| Saved data entries |
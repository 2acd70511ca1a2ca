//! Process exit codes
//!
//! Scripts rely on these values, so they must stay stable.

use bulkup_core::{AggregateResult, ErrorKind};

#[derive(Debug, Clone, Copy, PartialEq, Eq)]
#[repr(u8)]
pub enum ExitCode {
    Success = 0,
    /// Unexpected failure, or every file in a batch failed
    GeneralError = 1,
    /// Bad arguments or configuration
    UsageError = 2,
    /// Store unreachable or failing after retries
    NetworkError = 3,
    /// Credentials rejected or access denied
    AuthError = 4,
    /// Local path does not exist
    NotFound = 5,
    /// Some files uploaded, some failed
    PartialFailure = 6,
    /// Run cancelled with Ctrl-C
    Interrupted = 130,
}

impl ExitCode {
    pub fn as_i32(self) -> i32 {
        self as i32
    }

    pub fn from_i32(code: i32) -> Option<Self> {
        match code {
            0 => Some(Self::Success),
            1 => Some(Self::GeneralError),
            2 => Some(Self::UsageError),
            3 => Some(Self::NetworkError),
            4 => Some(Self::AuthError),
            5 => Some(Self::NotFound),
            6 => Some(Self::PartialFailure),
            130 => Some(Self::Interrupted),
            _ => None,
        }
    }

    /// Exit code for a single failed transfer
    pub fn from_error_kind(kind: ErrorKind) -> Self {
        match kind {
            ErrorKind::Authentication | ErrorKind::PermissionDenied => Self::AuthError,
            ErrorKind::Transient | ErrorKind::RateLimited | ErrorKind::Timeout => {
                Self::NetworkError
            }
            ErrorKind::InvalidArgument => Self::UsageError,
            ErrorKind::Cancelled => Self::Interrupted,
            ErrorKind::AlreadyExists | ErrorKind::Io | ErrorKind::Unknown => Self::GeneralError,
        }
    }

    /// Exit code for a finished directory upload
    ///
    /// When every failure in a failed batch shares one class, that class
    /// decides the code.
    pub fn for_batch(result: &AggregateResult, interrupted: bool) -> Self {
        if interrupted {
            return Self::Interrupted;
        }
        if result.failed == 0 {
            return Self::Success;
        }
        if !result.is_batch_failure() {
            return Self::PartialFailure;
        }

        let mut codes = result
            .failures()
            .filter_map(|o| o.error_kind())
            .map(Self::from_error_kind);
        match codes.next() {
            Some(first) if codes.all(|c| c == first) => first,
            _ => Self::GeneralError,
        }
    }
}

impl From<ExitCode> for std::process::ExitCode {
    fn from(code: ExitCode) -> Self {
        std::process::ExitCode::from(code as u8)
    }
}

* * *

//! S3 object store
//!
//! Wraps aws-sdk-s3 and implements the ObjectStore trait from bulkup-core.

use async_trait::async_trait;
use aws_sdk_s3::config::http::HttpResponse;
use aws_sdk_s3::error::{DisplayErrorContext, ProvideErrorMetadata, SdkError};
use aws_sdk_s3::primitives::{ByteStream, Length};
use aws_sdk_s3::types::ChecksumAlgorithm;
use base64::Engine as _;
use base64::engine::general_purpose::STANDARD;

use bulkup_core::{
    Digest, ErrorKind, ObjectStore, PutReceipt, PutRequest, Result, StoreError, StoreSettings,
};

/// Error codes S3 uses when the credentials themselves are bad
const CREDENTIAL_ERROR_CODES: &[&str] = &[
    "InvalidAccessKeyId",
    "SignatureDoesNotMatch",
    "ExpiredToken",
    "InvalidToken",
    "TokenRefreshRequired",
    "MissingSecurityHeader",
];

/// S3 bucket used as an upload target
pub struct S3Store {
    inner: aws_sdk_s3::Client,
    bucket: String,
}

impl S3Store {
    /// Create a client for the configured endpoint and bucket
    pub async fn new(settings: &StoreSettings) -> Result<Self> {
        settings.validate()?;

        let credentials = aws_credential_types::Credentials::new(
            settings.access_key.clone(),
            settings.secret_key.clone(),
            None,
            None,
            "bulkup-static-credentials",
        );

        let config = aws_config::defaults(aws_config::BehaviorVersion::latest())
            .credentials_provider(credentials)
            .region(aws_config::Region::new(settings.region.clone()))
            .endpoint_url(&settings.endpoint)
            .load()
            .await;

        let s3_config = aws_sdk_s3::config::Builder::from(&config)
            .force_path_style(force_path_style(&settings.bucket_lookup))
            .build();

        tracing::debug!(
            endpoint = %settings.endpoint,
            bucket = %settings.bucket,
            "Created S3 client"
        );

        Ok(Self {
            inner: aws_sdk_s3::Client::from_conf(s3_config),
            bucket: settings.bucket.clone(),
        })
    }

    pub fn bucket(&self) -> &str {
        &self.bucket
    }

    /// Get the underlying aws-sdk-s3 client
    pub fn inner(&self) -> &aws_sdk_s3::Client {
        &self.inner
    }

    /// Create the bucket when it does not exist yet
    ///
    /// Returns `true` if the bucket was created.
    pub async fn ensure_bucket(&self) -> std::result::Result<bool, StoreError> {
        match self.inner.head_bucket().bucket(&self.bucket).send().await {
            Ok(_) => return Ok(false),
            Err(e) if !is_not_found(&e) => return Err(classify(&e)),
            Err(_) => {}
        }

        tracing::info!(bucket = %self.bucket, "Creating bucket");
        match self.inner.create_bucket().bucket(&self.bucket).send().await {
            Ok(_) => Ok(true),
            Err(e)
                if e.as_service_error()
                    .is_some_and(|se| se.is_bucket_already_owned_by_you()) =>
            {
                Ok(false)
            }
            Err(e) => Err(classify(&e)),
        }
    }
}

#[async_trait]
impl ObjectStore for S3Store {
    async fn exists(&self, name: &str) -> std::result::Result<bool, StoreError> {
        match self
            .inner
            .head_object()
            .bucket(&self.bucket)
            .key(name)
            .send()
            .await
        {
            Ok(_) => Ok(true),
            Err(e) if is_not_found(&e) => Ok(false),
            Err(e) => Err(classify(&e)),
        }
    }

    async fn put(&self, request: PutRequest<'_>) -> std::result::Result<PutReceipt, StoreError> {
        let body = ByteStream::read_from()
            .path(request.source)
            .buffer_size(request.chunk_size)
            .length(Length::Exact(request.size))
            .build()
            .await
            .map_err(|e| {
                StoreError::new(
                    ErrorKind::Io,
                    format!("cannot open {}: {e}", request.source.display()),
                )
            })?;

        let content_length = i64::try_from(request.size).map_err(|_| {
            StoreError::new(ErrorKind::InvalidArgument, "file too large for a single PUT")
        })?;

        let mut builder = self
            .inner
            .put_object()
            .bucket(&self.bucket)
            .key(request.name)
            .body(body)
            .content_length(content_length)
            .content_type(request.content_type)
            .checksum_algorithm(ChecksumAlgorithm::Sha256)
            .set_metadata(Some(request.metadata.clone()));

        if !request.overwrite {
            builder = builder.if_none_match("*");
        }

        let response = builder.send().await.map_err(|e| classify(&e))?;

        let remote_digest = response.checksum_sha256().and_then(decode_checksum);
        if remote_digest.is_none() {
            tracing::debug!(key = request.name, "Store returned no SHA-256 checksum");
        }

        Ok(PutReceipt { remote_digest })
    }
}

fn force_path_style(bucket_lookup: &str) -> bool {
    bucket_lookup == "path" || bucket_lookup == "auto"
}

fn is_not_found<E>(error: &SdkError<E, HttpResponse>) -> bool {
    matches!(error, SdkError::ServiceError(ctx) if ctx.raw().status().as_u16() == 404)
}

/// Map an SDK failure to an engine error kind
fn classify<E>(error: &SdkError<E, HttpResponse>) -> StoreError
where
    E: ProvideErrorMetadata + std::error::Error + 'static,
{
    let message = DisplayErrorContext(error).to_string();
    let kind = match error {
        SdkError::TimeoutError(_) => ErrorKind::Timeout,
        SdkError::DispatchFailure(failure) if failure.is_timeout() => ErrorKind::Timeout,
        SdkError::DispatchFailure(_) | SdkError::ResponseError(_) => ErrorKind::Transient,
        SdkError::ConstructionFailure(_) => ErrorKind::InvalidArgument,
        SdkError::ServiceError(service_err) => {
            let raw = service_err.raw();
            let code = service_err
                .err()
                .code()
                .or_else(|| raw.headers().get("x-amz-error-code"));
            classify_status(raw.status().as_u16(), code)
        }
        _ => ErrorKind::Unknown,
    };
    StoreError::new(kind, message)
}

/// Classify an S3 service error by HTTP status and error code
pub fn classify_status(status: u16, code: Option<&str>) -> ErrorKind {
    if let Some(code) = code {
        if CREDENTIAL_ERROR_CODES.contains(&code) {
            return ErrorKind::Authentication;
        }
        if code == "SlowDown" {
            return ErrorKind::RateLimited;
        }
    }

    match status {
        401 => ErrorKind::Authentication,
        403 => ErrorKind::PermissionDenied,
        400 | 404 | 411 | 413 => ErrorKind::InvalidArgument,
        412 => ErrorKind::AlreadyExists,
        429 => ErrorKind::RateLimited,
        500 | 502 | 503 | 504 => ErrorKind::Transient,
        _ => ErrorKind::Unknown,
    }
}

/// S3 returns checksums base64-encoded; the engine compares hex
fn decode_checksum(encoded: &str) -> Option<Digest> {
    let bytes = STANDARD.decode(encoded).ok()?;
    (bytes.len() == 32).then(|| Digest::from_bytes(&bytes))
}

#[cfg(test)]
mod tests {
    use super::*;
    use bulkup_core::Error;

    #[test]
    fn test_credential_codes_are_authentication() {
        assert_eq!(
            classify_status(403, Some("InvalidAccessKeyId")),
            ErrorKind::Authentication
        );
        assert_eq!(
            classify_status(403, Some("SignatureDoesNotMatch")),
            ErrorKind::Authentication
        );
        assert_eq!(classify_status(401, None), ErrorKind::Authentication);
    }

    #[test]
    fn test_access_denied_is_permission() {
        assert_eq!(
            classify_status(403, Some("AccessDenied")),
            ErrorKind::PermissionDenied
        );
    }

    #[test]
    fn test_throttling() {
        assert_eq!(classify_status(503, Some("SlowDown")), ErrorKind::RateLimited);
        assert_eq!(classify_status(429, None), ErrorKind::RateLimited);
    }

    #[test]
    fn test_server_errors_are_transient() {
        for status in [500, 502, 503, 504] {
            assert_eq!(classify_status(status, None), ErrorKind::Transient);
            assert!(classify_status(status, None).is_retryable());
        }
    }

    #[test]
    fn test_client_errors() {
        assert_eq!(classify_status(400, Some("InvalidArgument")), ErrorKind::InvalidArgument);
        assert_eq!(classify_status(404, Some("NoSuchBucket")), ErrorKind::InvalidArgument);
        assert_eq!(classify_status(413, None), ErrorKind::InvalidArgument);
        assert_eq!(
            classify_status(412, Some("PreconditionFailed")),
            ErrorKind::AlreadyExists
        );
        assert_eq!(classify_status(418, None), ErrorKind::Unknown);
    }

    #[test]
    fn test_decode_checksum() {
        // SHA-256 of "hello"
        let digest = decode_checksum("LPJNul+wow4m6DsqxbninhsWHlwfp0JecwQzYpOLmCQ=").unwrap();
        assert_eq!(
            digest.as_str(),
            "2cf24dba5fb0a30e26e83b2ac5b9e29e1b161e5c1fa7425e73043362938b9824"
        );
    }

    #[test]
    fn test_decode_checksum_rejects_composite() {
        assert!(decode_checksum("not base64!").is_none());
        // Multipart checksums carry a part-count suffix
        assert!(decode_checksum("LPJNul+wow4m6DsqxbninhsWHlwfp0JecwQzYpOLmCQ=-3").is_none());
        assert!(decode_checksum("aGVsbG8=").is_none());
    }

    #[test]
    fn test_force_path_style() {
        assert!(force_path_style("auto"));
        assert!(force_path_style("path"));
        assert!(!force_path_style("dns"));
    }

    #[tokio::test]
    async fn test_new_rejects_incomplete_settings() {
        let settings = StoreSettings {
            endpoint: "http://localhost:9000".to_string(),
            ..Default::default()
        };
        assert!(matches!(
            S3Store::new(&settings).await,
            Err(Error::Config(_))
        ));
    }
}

--

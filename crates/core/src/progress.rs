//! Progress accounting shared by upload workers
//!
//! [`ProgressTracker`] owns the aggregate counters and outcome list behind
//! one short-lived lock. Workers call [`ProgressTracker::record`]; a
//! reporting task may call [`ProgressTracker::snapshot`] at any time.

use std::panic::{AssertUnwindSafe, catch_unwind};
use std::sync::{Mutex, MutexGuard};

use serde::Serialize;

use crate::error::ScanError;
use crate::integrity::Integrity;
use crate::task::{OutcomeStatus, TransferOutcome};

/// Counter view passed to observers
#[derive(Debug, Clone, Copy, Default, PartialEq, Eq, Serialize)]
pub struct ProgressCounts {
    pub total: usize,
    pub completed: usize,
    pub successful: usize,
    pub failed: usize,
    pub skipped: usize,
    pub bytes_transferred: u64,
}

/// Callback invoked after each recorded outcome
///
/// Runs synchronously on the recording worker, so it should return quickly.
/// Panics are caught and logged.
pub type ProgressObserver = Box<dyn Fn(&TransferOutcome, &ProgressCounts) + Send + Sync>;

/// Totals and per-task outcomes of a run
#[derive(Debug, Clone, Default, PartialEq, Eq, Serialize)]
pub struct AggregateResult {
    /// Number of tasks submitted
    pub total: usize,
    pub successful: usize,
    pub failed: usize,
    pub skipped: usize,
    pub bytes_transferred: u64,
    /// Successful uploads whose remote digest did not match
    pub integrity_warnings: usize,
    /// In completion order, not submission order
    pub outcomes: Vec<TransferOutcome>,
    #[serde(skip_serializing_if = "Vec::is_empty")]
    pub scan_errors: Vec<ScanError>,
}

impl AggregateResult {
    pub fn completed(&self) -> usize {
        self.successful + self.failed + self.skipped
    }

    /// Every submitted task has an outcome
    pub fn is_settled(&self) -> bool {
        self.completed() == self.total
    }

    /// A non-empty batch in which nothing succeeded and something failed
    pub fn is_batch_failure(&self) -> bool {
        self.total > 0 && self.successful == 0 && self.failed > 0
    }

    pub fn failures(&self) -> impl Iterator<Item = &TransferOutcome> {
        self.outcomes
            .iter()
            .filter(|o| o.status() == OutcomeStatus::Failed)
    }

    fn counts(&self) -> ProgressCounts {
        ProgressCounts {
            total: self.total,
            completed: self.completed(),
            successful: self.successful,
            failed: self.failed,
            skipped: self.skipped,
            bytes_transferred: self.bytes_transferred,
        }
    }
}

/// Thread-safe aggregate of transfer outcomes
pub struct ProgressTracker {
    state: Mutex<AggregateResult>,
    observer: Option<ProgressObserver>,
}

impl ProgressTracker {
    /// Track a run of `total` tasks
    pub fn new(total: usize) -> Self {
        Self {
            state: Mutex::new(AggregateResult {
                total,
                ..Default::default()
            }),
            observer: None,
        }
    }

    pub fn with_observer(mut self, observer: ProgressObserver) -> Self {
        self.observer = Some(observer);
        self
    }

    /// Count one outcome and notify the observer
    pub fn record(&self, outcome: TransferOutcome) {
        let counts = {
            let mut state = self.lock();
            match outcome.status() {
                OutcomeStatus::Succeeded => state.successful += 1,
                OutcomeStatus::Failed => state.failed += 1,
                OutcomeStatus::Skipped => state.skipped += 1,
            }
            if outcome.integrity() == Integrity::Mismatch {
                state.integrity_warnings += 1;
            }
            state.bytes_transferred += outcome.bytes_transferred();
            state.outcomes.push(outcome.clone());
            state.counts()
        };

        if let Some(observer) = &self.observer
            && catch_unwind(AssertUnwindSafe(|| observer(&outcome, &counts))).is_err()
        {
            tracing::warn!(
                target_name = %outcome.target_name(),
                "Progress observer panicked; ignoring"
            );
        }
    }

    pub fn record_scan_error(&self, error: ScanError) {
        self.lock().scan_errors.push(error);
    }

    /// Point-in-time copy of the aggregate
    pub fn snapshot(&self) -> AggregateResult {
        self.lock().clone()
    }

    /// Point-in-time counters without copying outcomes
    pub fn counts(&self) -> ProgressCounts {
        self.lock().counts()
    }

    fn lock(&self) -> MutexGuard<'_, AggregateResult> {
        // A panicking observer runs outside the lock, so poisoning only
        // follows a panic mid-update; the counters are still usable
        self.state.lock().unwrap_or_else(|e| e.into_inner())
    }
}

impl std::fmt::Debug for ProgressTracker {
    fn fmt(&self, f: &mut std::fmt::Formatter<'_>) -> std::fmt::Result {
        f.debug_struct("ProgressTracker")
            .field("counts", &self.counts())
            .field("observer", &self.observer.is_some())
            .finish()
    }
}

| WHAT IS NEEDED |
Search the entries for the word "ChecksumAlgorithm", then list each line that holds it.

| SOLUTION |
use aws_sdk_s3::types::ChecksumAlgorithm;
            .checksum_algorithm(ChecksumAlgorithm::Sha256)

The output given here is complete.